[Working data]
....
use std::borrow::Cow;

/// A specialized [`Result`](std::result::Result) alias for bus operations.
pub type Result<T, E = EventBusError> = std::result::Result<T, E>;

/// Errors that can occur during event bus operations.
#[derive(Debug, thiserror::Error)]
pub enum EventBusError {
    /// A mutation was attempted on an event that has already been published.
    #[error("Event locked{}: {message}", format_context(.context))]
    EventLocked { message: Cow<'static, str>, context: Option<Cow<'static, str>> },

    /// The bus was shut down and no longer accepts events.
    #[error("Event bus closed{}: {message}", format_context(.context))]
    Closed { message: Cow<'static, str>, context: Option<Cow<'static, str>> },

    /// The asynchronous dispatcher needs a Tokio runtime and none was available.
    #[error("Tokio runtime unavailable{}: {source}", format_context(.context))]
    RuntimeUnavailable {
        source: tokio::runtime::TryCurrentError,
        context: Option<Cow<'static, str>>,
    },

    /// The builder was given a setting the dispatcher cannot run with.
    #[error("Invalid configuration{}: {message}", format_context(.context))]
    InvalidConfiguration { message: Cow<'static, str>, context: Option<Cow<'static, str>> },
}

/// Adds `.context(...)` to results carrying an [`EventBusError`].
pub trait EventBusErrorExt<T> {
    /// Attaches a human-readable context to the error, if any.
    ///
    /// # Errors
    /// Returns the original error with its `context` field populated.
    fn context(self, context: impl Into<Cow<'static, str>>) -> Result<T>;
}

impl<T> EventBusErrorExt<T> for Result<T> {
    #[inline]
    fn context(self, context: impl Into<Cow<'static, str>>) -> Self {
        self.map_err(|mut err| {
            match &mut err {
                EventBusError::EventLocked { context: c, .. }
                | EventBusError::Closed { context: c, .. }
                | EventBusError::RuntimeUnavailable { context: c, .. }
                | EventBusError::InvalidConfiguration { context: c, .. } => {
                    *c = Some(context.into());
                },
            }
            err
        })
    }
}

impl<T> EventBusErrorExt<T> for std::result::Result<T, tokio::runtime::TryCurrentError> {
    #[inline]
    fn context(self, context: impl Into<Cow<'static, str>>) -> Result<T> {
        self.map_err(|source| EventBusError::RuntimeUnavailable {
            source,
            context: Some(context.into()),
        })
    }
}

impl From<tokio::runtime::TryCurrentError> for EventBusError {
    #[inline]
    fn from(source: tokio::runtime::TryCurrentError) -> Self {
        Self::RuntimeUnavailable { source, context: None }
    }
}

fn format_context(context: &Option<Cow<'static, str>>) -> Cow<'static, str> {
    context.as_ref().map_or(Cow::Borrowed(""), |c| Cow::Owned(format!(" ({c})")))
}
....
[How to complete this task]
Please restate, exactly as written, the line that holds "fn format_context(context: &Option<Cow<'static, str>>)" and all remaining lines of the data above, and only those.

[Output for this task]
fn format_context(context: &Option<Cow<'static, str>>) -> Cow<'static, str> {
    context.as_ref().map_or(Cow::Borrowed(""), |c| Cow::Owned(format!(" ({c})")))
}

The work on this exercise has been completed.